** RECORDED DATA follows **
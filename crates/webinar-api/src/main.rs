//! Webinar API Server entry point
//!
//! Run with:
//! ```bash
//! cargo run -p webinar-api
//! ```
//!
//! Configuration is loaded from environment variables (and `.env` if present).

use tracing::{error, info};
use webinar_common::{init_tracing, AppConfig, TracingConfig};

#[tokio::main]
async fn main() {
    // Configuration decides the log format, so it is loaded before tracing
    let config = match AppConfig::from_env() {
        Ok(config) => config,
        Err(e) => {
            eprintln!("Failed to load configuration: {}", e);
            std::process::exit(1);
        }
    };

    if let Err(e) = init_tracing(&TracingConfig::for_environment(config.app.env)) {
        eprintln!("Warning: Failed to initialize tracing: {}", e);
    }

    if let Err(e) = run(config).await {
        error!(error = %e, "Server failed to start");
        std::process::exit(1);
    }
}

async fn run(config: AppConfig) -> Result<(), Box<dyn std::error::Error>> {
    info!(
        name = %config.app.name,
        env = ?config.app.env,
        port = config.api.port,
        storage = ?config.storage,
        "Starting Webinar API Server..."
    );

    webinar_api::run(config).await?;

    Ok(())
}
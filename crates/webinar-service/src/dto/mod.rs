//! Data transfer objects for API requests and responses
//!
//! This module provides:
//! - Request DTOs with validation for API inputs
//! - Response DTOs for serializing API outputs
//! - Mappers for converting domain entities to DTOs

pub mod mappers;
pub mod requests;
pub mod responses;

pub use requests::{ChangeSeatsRequest, CreateWebinarRequest};
pub use responses::{
    HealthChecks, HealthResponse, MessageResponse, ReadinessResponse, WebinarResponse,
};
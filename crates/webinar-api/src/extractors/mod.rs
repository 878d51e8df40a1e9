//! Axum extractors for request handling
//!
//! Custom extractors for authentication, validation, and path parameters.

mod auth;
mod path;
mod validated;

pub use auth::{AuthUser, OptionalAuthUser};
pub use path::{ApiPath, WebinarIdPath};
pub use validated::ValidatedJson;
** End of RECORDED DATA **
## EXERCISE DETAILS
Each line above must be reproduced exactly as it stands.

## FINISHED EXERCISE
filename crates/webinar-api/src/main.rs
//! Webinar API Server entry point
//!
//! Run with:
//! ```bash
//! cargo run -p webinar-api
//! ```
//!
//! Configuration is loaded from environment variables (and `.env` if present).

use tracing::{error, info};
use webinar_common::{init_tracing, AppConfig, TracingConfig};

#[tokio::main]
async fn main() {
    // Configuration decides the log format, so it is loaded before tracing
    let config = match AppConfig::from_env() {
        Ok(config) => config,
        Err(e) => {
            eprintln!("Failed to load configuration: {}", e);
            std::process::exit(1);
        }
    };

    if let Err(e) = init_tracing(&TracingConfig::for_environment(config.app.env)) {
        eprintln!("Warning: Failed to initialize tracing: {}", e);
    }

    if let Err(e) = run(config).await {
        error!(error = %e, "Server failed to start");
        std::process::exit(1);
    }
}

async fn run(config: AppConfig) -> Result<(), Box<dyn std::error::Error>> {
    info!(
        name = %config.app.name,
        env = ?config.app.env,
        port = config.api.port,
        storage = ?config.storage,
        "Starting Webinar API Server..."
    );

    webinar_api::run(config).await?;

    Ok(())
}
filename crates/webinar-service/src/dto/mod.rs
//! Data transfer objects for API requests and responses
//!
//! This module provides:
//! - Request DTOs with validation for API inputs
//! - Response DTOs for serializing API outputs
//! - Mappers for converting domain entities to DTOs

pub mod mappers;
pub mod requests;
pub mod responses;

pub use requests::{ChangeSeatsRequest, CreateWebinarRequest};
pub use responses::{
    HealthChecks, HealthResponse, MessageResponse, ReadinessResponse, WebinarResponse,
};
filename crates/webinar-api/src/extractors/mod.rs
repository 878d51e8df40a1e9
//! Axum extractors for request handling
//!
//! Custom extractors for authentication, validation, and path parameters.

mod auth;
mod path;
mod validated;

pub use auth::{AuthUser, OptionalAuthUser};
pub use path::{ApiPath, WebinarIdPath};
pub use validated::ValidatedJson;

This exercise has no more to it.